DIRECTIONS –
From the data below, return each line in which the string "Deserialize" is found.

INPUT RECORDS –

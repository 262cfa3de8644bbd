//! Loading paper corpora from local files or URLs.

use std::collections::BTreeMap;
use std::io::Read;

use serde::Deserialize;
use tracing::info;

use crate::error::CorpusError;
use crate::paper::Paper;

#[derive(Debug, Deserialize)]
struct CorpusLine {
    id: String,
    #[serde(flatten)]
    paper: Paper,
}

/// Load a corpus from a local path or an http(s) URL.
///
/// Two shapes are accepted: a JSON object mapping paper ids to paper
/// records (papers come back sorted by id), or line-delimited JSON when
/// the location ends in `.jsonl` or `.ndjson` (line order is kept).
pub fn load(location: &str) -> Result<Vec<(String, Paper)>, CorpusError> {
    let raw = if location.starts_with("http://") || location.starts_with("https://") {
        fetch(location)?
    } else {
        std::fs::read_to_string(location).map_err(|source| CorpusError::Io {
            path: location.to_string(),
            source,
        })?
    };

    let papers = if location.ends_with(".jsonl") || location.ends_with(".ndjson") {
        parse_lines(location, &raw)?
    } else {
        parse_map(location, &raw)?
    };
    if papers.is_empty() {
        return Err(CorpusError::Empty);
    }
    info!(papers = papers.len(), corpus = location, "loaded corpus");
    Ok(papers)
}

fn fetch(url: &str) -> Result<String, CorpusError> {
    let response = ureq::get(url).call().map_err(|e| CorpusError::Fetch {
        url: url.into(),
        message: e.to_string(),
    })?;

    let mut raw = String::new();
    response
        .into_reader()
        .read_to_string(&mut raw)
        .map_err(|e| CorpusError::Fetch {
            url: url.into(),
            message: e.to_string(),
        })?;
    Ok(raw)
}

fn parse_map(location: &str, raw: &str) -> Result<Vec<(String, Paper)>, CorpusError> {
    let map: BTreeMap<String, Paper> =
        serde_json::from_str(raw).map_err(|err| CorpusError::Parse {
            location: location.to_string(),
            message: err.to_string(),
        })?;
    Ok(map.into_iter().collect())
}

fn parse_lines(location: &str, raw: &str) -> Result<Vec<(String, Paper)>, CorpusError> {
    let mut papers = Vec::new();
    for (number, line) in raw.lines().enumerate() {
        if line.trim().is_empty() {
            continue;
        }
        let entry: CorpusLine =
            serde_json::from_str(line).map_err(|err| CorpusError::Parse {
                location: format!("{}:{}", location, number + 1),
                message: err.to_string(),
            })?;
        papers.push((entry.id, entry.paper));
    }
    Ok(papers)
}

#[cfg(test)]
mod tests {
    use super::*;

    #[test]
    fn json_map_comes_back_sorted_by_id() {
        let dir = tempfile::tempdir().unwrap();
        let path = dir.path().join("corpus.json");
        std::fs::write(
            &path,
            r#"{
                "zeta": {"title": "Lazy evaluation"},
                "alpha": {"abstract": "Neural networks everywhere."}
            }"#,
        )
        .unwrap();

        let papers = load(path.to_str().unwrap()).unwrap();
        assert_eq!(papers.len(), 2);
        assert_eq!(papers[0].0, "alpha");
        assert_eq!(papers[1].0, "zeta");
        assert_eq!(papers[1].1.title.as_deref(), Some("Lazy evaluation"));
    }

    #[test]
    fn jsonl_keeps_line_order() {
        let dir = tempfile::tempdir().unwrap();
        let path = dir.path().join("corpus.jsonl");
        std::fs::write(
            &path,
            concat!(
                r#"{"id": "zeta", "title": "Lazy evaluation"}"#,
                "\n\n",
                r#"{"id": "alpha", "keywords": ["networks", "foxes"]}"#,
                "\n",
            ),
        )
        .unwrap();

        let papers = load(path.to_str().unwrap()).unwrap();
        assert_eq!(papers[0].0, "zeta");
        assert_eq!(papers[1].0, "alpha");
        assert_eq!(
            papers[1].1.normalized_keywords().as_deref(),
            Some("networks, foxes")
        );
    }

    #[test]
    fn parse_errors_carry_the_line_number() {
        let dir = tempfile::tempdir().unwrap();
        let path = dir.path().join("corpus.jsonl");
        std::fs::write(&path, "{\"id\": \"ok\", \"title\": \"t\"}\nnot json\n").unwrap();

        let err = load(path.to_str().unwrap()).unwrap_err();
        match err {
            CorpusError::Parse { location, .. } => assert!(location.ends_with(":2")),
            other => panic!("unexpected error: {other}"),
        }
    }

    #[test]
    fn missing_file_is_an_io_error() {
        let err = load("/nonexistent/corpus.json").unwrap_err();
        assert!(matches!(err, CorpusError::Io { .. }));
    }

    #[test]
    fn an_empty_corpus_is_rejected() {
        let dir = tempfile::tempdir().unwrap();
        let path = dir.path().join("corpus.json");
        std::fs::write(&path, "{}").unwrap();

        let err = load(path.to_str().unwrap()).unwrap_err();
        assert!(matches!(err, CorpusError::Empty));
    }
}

WRITTEN SOLUTION –
use serde::Deserialize;
#[derive(Debug, Deserialize)]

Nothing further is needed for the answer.